Stored data entries
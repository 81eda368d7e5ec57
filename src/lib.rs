//! Bookkeeper is a web service for keeping the books of a small business.
//!
//! This library provides a JSON REST API for recording income and expense
//! transactions, managing counterparties ("persons") and cost types, querying
//! and bulk-editing transactions, and producing report data. Every endpoint is
//! guarded by a role and permission model.

#![warn(missing_docs)]

use std::{net::SocketAddr, time::Duration};

use axum::{
    http::StatusCode,
    response::{IntoResponse, Response},
};
use axum_server::Handle;
use time::Date;
use tokio::signal;

mod api_response;
mod app_state;
mod auth;
mod cost_type;
mod database_id;
mod db;
mod endpoints;
mod extract;
mod logging;
mod pagination;
mod permission;
mod person;
mod report;
mod role;
mod routing;
mod timezone;
mod transaction;
mod user;

#[cfg(test)]
mod test_utils;

pub use api_response::{ApiResponse, ErrorData};
pub use app_state::AppState;
pub use auth::{PasswordHash, ValidatedPassword};
pub use db::initialize as initialize_db;
pub use logging::{LOG_BODY_LENGTH_LIMIT, logging_middleware};
pub use pagination::PaginationConfig;
pub use permission::Permission;
pub use routing::build_router;
pub use timezone::get_local_offset;
pub use user::{UserID, upsert_admin_user};

/// An async task that waits for either the ctrl+c or terminate signal, whichever comes first, and
/// then signals the server to shut down gracefully.
///
/// `handle` is a handle to an Axum `Server`.
pub async fn graceful_shutdown(handle: Handle<SocketAddr>) {
    let ctrl_c = async {
        signal::ctrl_c()
            .await
            .expect("failed to install Ctrl+C handler");
    };

    #[cfg(unix)]
    let terminate = async {
        signal::unix::signal(signal::unix::SignalKind::terminate())
            .expect("failed to install signal handler")
            .recv()
            .await;
    };

    #[cfg(not(unix))]
    let terminate = std::future::pending::<()>();

    tokio::select! {
        _ = ctrl_c => {
            tracing::debug!("Received ctrl+c signal.");
            handle.graceful_shutdown(Some(Duration::from_secs(1)));
        },
        _ = terminate => {
            tracing::debug!("Received terminate signal.");
            handle.graceful_shutdown(Some(Duration::from_secs(1)));
        },
    }
}

/// The errors that may occur in the application.
///
/// Each error maps to an HTTP status code and a numeric application error
/// code, see [Error::code] and [Error::status].
#[derive(Debug, thiserror::Error, PartialEq)]
pub enum Error {
    /// The transaction ID does not refer to a stored transaction.
    #[error("the transaction could not be found")]
    TransactionNotFound,

    /// Transaction amounts must be finite and greater than zero.
    ///
    /// Whether money came in or went out is recorded by the transaction type,
    /// not the sign of the amount.
    #[error("{0} is not a valid amount, amounts must be greater than zero")]
    InvalidAmount(f64),

    /// An empty string was used as a transaction name.
    #[error("transaction name cannot be empty")]
    EmptyTransactionName,

    /// A bulk edit was requested without selecting any transactions.
    #[error("no transactions were selected")]
    EmptyBulkSelection,

    /// A bulk cost type change was requested with an empty set of cost types.
    #[error("at least one cost type must be selected")]
    EmptyCostTypeSelection,

    /// The specified import ID already exists in the database.
    ///
    /// When importing transactions from a CSV file, an import ID is used to
    /// uniquely identify each transaction. Rejecting duplicate import IDs
    /// avoids importing the same transaction multiple times, which is likely
    /// to happen if the user tries to import CSV files that overlap in time.
    #[error("the import ID already exists in the database")]
    DuplicateImportId,

    /// The person ID does not refer to a stored person.
    #[error("the person could not be found")]
    PersonNotFound,

    /// A person cannot be deleted while transactions refer to them.
    #[error("the person has transactions and cannot be deleted")]
    PersonHasTransactions,

    /// An empty string was used as a person's name.
    #[error("person name cannot be empty")]
    EmptyPersonName,

    /// The cost type ID does not refer to a stored cost type.
    #[error("the cost type could not be found")]
    CostTypeNotFound,

    /// A cost type cannot be deleted while transactions refer to it.
    #[error("the cost type is used by transactions and cannot be deleted")]
    CostTypeHasTransactions,

    /// An empty string was used to create a cost type name.
    #[error("cost type name cannot be empty")]
    EmptyCostTypeName,

    /// The cost type name is already used by another cost type.
    #[error("the cost type \"{0}\" already exists")]
    DuplicateCostTypeName(String),

    /// The start of a date range came after its end.
    #[error("the start date {0} is after the end date {1}")]
    InvalidDateRange(Date, Date),

    /// The minimum of an amount range was greater than its maximum.
    #[error("the minimum amount {0} is greater than the maximum amount {1}")]
    InvalidAmountRange(f64, f64),

    /// The multipart form could not be parsed as a list of CSV files.
    #[error("could not parse multipart form: {0}")]
    MultipartError(String),

    /// The multipart form did not contain a CSV file.
    #[error("file is not a CSV")]
    NotCSV,

    /// The CSV had issues that prevented it from being parsed.
    #[error("could not parse the CSV file: {0}")]
    InvalidCSV(String),

    /// The user provided an invalid combination of username and password.
    #[error("invalid username or password")]
    InvalidCredentials,

    /// An empty string was used as a username.
    #[error("username cannot be empty")]
    EmptyUsername,

    /// The username is already used by another user.
    #[error("the username \"{0}\" is already taken")]
    UsernameTaken(String),

    /// The email address is already used by another user.
    #[error("the email \"{0}\" is already taken")]
    EmailTaken(String),

    /// Banned users may not log in.
    #[error("the user is banned")]
    UserBanned,

    /// Deactivated users may not log in.
    #[error("the user is inactive")]
    UserInactive,

    /// The current password given when changing password was wrong.
    #[error("the current password is incorrect")]
    WrongCurrentPassword,

    /// The new password and its confirmation do not match.
    #[error("the new password and confirmation do not match")]
    PasswordMismatch,

    /// The user provided a password that is too easy to guess.
    #[error("password is too weak: {0}")]
    TooWeak(String),

    /// The request did not carry a readable session cookie.
    #[error("not logged in")]
    Unauthorized,

    /// The session cookie has expired.
    #[error("the session has expired")]
    SessionExpired,

    /// The logged in user lacks the permission required by the route.
    #[error("missing permission {0}")]
    Forbidden(Permission),

    /// The user ID does not refer to a stored user.
    #[error("the user could not be found")]
    UserNotFound,

    /// The role ID does not refer to a stored role.
    #[error("the role could not be found")]
    RoleNotFound,

    /// The role name is already used by another role.
    #[error("the role \"{0}\" already exists")]
    DuplicateRoleName(String),

    /// A role cannot be deleted while it is assigned to users.
    #[error("the role is assigned to users and cannot be deleted")]
    RoleInUse,

    /// An empty string was used as a role name.
    #[error("role name cannot be empty")]
    EmptyRoleName,

    /// The permission ID does not match any permission.
    #[error("no permission has the ID {0}")]
    PermissionNotFound(i64),

    /// The request body, path or query string could not be parsed.
    #[error("malformed request: {0}")]
    MalformedRequest(String),

    /// The requested resource was not found.
    ///
    /// Internally, this error may occur when a query returns no rows.
    #[error("the requested resource could not be found")]
    NotFound,

    /// An unexpected error occurred with the underlying hashing library.
    ///
    /// The error string should only be logged for debugging on the server.
    /// When communicating with the application client this error should be
    /// replaced with a general error type indicating an internal server error.
    #[error("hashing failed: {0}")]
    HashingError(String),

    /// An unhandled/unexpected SQL error.
    #[error("an unexpected SQL error occurred: {0}")]
    SqlError(rusqlite::Error),

    /// An error occurred while getting the local timezone from a canonical timezone string.
    #[error("invalid timezone {0}")]
    InvalidTimezoneError(String),

    /// An error occurred while serializing a struct as JSON
    #[error("could not serialize as JSON: {0}")]
    JSONSerializationError(String),

    /// Could not acquire the database lock
    #[error("could not acquire the database lock")]
    DatabaseLockError,
}

impl From<rusqlite::Error> for Error {
    fn from(value: rusqlite::Error) -> Self {
        match value {
            rusqlite::Error::SqliteFailure(sql_error, Some(ref desc))
                if sql_error.extended_code == rusqlite::ffi::SQLITE_CONSTRAINT_UNIQUE
                    && desc.ends_with("transaction.import_id") =>
            {
                Error::DuplicateImportId
            }
            rusqlite::Error::QueryReturnedNoRows => Error::NotFound,
            error => {
                tracing::error!("an unhandled SQL error occurred: {}", error);
                Error::SqlError(error)
            }
        }
    }
}

/// The message shown to clients for errors that are only meant for the server logs.
const INTERNAL_ERROR_MESSAGE: &str =
    "An unexpected error occurred, check the server logs for more details.";

impl Error {
    /// The application error code reported in the `code` field of an error response.
    pub fn code(&self) -> u16 {
        match self {
            Error::TransactionNotFound => 4001,
            Error::InvalidAmount(_) => 4002,
            Error::EmptyTransactionName => 4003,
            Error::EmptyBulkSelection | Error::EmptyCostTypeSelection => 4004,
            Error::DuplicateImportId => 4005,
            Error::PersonNotFound => 4101,
            Error::PersonHasTransactions => 4102,
            Error::EmptyPersonName => 4103,
            Error::CostTypeNotFound => 4201,
            Error::CostTypeHasTransactions => 4202,
            Error::EmptyCostTypeName => 4203,
            Error::DuplicateCostTypeName(_) => 4204,
            Error::InvalidDateRange(_, _) => 4301,
            Error::InvalidAmountRange(_, _) => 4302,
            Error::MultipartError(_) | Error::NotCSV | Error::InvalidCSV(_) => 4303,
            Error::InvalidCredentials => 4401,
            Error::UsernameTaken(_) => 4402,
            Error::EmailTaken(_) => 4403,
            Error::UserBanned => 4404,
            Error::UserInactive => 4405,
            Error::WrongCurrentPassword => 4406,
            Error::PasswordMismatch => 4407,
            Error::TooWeak(_) => 4408,
            Error::EmptyUsername => 4409,
            Error::Unauthorized => 4501,
            Error::SessionExpired => 4502,
            Error::Forbidden(_) => 4503,
            Error::UserNotFound => 4601,
            Error::RoleNotFound => 4701,
            Error::DuplicateRoleName(_) => 4702,
            Error::RoleInUse => 4703,
            Error::EmptyRoleName => 4704,
            Error::PermissionNotFound(_) => 4801,
            Error::MalformedRequest(_) => 400,
            Error::NotFound => 404,
            Error::HashingError(_)
            | Error::SqlError(_)
            | Error::InvalidTimezoneError(_)
            | Error::JSONSerializationError(_)
            | Error::DatabaseLockError => 500,
        }
    }

    /// The HTTP status code of the response for this error.
    pub fn status(&self) -> StatusCode {
        match self {
            Error::TransactionNotFound
            | Error::PersonNotFound
            | Error::CostTypeNotFound
            | Error::UserNotFound
            | Error::RoleNotFound
            | Error::PermissionNotFound(_)
            | Error::NotFound => StatusCode::NOT_FOUND,
            Error::DuplicateImportId
            | Error::PersonHasTransactions
            | Error::CostTypeHasTransactions
            | Error::DuplicateCostTypeName(_)
            | Error::UsernameTaken(_)
            | Error::EmailTaken(_)
            | Error::DuplicateRoleName(_)
            | Error::RoleInUse => StatusCode::CONFLICT,
            Error::InvalidCredentials | Error::Unauthorized | Error::SessionExpired => {
                StatusCode::UNAUTHORIZED
            }
            Error::UserBanned | Error::UserInactive | Error::Forbidden(_) => StatusCode::FORBIDDEN,
            Error::HashingError(_)
            | Error::SqlError(_)
            | Error::InvalidTimezoneError(_)
            | Error::JSONSerializationError(_)
            | Error::DatabaseLockError => StatusCode::INTERNAL_SERVER_ERROR,
            _ => StatusCode::BAD_REQUEST,
        }
    }

    /// Whether the error details must stay in the server logs.
    fn is_internal(&self) -> bool {
        self.status() == StatusCode::INTERNAL_SERVER_ERROR
    }
}

impl IntoResponse for Error {
    fn into_response(self) -> Response {
        let status = self.status();
        let code = self.code();

        let body = if self.is_internal() {
            tracing::error!("An unexpected error occurred: {}", self);
            ApiResponse::error(code, INTERNAL_ERROR_MESSAGE, "internal server error")
        } else {
            let message = self.to_string();
            ApiResponse::error(code, &message, &format!("{self:?}"))
        };

        (status, body).into_response()
    }
}

#[cfg(test)]
mod error_tests {
    use axum::{http::StatusCode, response::IntoResponse};

    use crate::{Error, Permission, test_utils::parse_error_body};

    #[test]
    fn no_rows_maps_to_not_found() {
        let error: Error = rusqlite::Error::QueryReturnedNoRows.into();

        assert_eq!(error, Error::NotFound);
    }

    #[tokio::test]
    async fn client_errors_include_message() {
        let response = Error::PersonHasTransactions.into_response();

        assert_eq!(response.status(), StatusCode::CONFLICT);
        let body = parse_error_body(response).await;
        assert!(!body.success);
        assert_eq!(body.code, 4102);
        assert_eq!(
            body.data.unwrap().error,
            "the person has transactions and cannot be deleted"
        );
    }

    #[tokio::test]
    async fn internal_errors_hide_details() {
        let response = Error::HashingError("secret detail".to_owned()).into_response();

        assert_eq!(response.status(), StatusCode::INTERNAL_SERVER_ERROR);
        let body = parse_error_body(response).await;
        assert_eq!(body.code, 500);
        assert!(!body.message.contains("secret detail"));
        assert!(!body.developer_message.contains("secret detail"));
    }

    #[test]
    fn forbidden_names_permission() {
        let error = Error::Forbidden(Permission::DeletePerson);

        assert_eq!(error.to_string(), "missing permission DeletePerson");
        assert_eq!(error.status(), StatusCode::FORBIDDEN);
        assert_eq!(error.code(), 4503);
    }
}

Instructions to follow ->
Output only the lines running from the line with "let error = Error::Forbidden(Permission::DeletePerson);" through the final line of the data, inclusive.

Response to this task ->
        let error = Error::Forbidden(Permission::DeletePerson);

        assert_eq!(error.to_string(), "missing permission DeletePerson");
        assert_eq!(error.status(), StatusCode::FORBIDDEN);
        assert_eq!(error.code(), 4503);
    }
}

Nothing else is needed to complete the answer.